L’heure est venue d’annoncer les quatre formations retenues ce soir pour la finale et c’est sans véritable surprise que nous retrouverons samedi soir les groupes suédois et polonais mais aussi les duos suisses et croates, de quoi se garantir une finale des plus savoureuses ! Le temps d’échanger avec les amis présents dans la salle et ils faudra se résoudre à aller prendre un peu de repos car la suite s’annonce riche en activités et en rencontres …

Vendredi 5 avril :

On commence l’après-midi par un rendez-vous traditionnel au Blues Market, un lieu de convivialité où tous les professionnels européens se retrouvent pour échanger autour d’une passion commune et pour faire connaissance et lier de nouveaux contacts, quand ce n’est pas encore fait. On y trouve les stands de nombre de festivals, d’artistes et de labels mais aussi de magazines et de blues societies qui ont en commun la volonté de faire avancer les choses au mieux sur le vieux continent. De quoi passer un très bon moment en bonne compagnie, d’autant plus que certains exposants ont à cœur de proposer à leurs visiteurs des spécialités apportées spécialement de leurs pays …
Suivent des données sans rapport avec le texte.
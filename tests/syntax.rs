use ryx::{
    ast::{BinaryOperator, Expr, Statement},
    interpreter::{
        lexer::{Token, tokenize},
        parser::core::produce_ast,
    },
};

fn assert_parse_failure(src: &str) {
    if produce_ast(src).is_ok() {
        panic!("Source parsed but was expected to fail: {src}")
    }
}

#[test]
fn token_stream_ends_with_end_of_input() {
    let tokens = tokenize("val x = 5;").unwrap();

    assert_eq!(tokens.last().map(|(t, _)| t), Some(&Token::EndOfInput));
    assert_eq!(tokens.iter()
                     .filter(|(t, _)| *t == Token::EndOfInput)
                     .count(),
               1);

    let empty = tokenize("").unwrap();
    assert_eq!(empty, vec![(Token::EndOfInput, 1)]);
}

#[test]
fn line_numbers_follow_newlines() {
    let tokens = tokenize("val x\n= 1\n").unwrap();

    assert_eq!(tokens,
               vec![(Token::Val, 1),
                    (Token::Identifier("x".to_string()), 1),
                    (Token::Equals, 2),
                    (Token::Number("1".to_string()), 2),
                    (Token::EndOfInput, 3)]);
}

#[test]
fn keywords_need_an_exact_match() {
    assert_eq!(tokenize("val").unwrap()[0].0, Token::Val);
    assert_eq!(tokenize("value").unwrap()[0].0,
               Token::Identifier("value".to_string()));
    assert_eq!(tokenize("cvalx").unwrap()[0].0,
               Token::Identifier("cvalx".to_string()));
}

#[test]
fn numbers_keep_their_raw_lexeme() {
    let tokens = tokenize("0042").unwrap();

    assert_eq!(tokens[0].0, Token::Number("0042".to_string()));
}

#[test]
fn unrecognized_character_reports_its_code_point() {
    let error = tokenize("5 @ 3").unwrap_err();
    let message = error.to_string();

    assert!(message.contains('@'), "Message: {message}");
    assert!(message.contains("code point 64"), "Message: {message}");
}

#[test]
fn multiplication_binds_tighter_than_addition() {
    let program = produce_ast("2 + 3 * 4").unwrap();

    let expected = Expr::Binary {
        left: Box::new(Expr::NumericLiteral { value: 2.0, line: 1 }),
        op: BinaryOperator::Add,
        right: Box::new(Expr::Binary {
            left: Box::new(Expr::NumericLiteral { value: 3.0, line: 1 }),
            op: BinaryOperator::Mul,
            right: Box::new(Expr::NumericLiteral { value: 4.0, line: 1 }),
            line: 1,
        }),
        line: 1,
    };

    assert_eq!(program.body,
               vec![Statement::Expression { expr: expected,
                                            line: 1 }]);
}

#[test]
fn assignment_is_right_associative() {
    let program = produce_ast("a = b = 1").unwrap();

    let Statement::Expression { expr: Expr::Assignment { target, value, .. },
                                .. } = &program.body[0]
    else {
        panic!("Expected an assignment statement")
    };

    assert_eq!(**target,
               Expr::Identifier { symbol: "a".to_string(),
                                  line:   1, });
    assert!(matches!(**value, Expr::Assignment { .. }));
}

#[test]
fn member_chains_nest_leftward() {
    let program = produce_ast("a.b.c").unwrap();

    let Statement::Expression { expr: Expr::Member { object,
                                                     property,
                                                     computed,
                                                     .. },
                                .. } = &program.body[0]
    else {
        panic!("Expected a member expression")
    };

    assert!(!computed);
    assert_eq!(**property,
               Expr::Identifier { symbol: "c".to_string(),
                                  line:   1, });
    assert!(matches!(**object, Expr::Member { computed: false, .. }));
}

#[test]
fn bracket_access_is_computed() {
    let program = produce_ast("a[1 + 2]").unwrap();

    let Statement::Expression { expr: Expr::Member { computed, property, .. },
                                .. } = &program.body[0]
    else {
        panic!("Expected a member expression")
    };

    assert!(computed);
    assert!(matches!(**property, Expr::Binary { .. }));
}

#[test]
fn calls_chain_through_their_results() {
    let program = produce_ast("f(1)(2, 3)").unwrap();

    let Statement::Expression { expr: Expr::Call { caller, args, .. },
                                .. } = &program.body[0]
    else {
        panic!("Expected a call expression")
    };

    assert_eq!(args.len(), 2);
    assert!(matches!(**caller, Expr::Call { .. }));
}

#[test]
fn stray_semicolons_are_skipped() {
    let program = produce_ast(";;val x = 1;;x;;").unwrap();

    assert_eq!(program.body.len(), 2);
}

#[test]
fn declarations_require_their_semicolon() {
    assert_parse_failure("val x = 1");
    assert_parse_failure("cval x = 1 x");
}

#[test]
fn constant_declarations_require_a_value() {
    let error = produce_ast("cval x;").unwrap_err();

    assert!(error.to_string().contains("constant 'x'"), "Error: {error}");
}

#[test]
fn reserved_keywords_are_rejected() {
    assert_parse_failure("fun f");
    assert_parse_failure("forLoop");
    assert_parse_failure("val a = lval;");
    assert_parse_failure("gval x = 1;");
}

#[test]
fn malformed_expressions_are_rejected() {
    assert_parse_failure("(1 + 2");
    assert_parse_failure("1 +");
    assert_parse_failure("a.1");
    assert_parse_failure("a[1");
    assert_parse_failure("f(1,");
}

#[test]
fn malformed_object_literals_are_rejected() {
    assert_parse_failure("{ 1: 2 }");
    assert_parse_failure("{ a: 1");
    assert_parse_failure("{ a 1 }");
    assert_parse_failure("{ a: }");
}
On débutera les concerts ce soir avec Blue Deal, un quartet venu d’Allemagne pour nous offrir un set de fort belle facture en commençant avec un très beau blues lent sur lequel la guitare éclipse un peu le piano, mais sans toutefois lui faire perdre une once de son importance. Le chant tient parfaitement la route et c’est avec beaucoup de professionnalisme que le quartet, fraichement signé sur le label Blues’n’Hall de Dixiefrog Records, va faire le job avec talent, énergie et inspiration, en s’offrant au passage une intro a-capella pour mieux mettre en avant son pouvoir de séduction.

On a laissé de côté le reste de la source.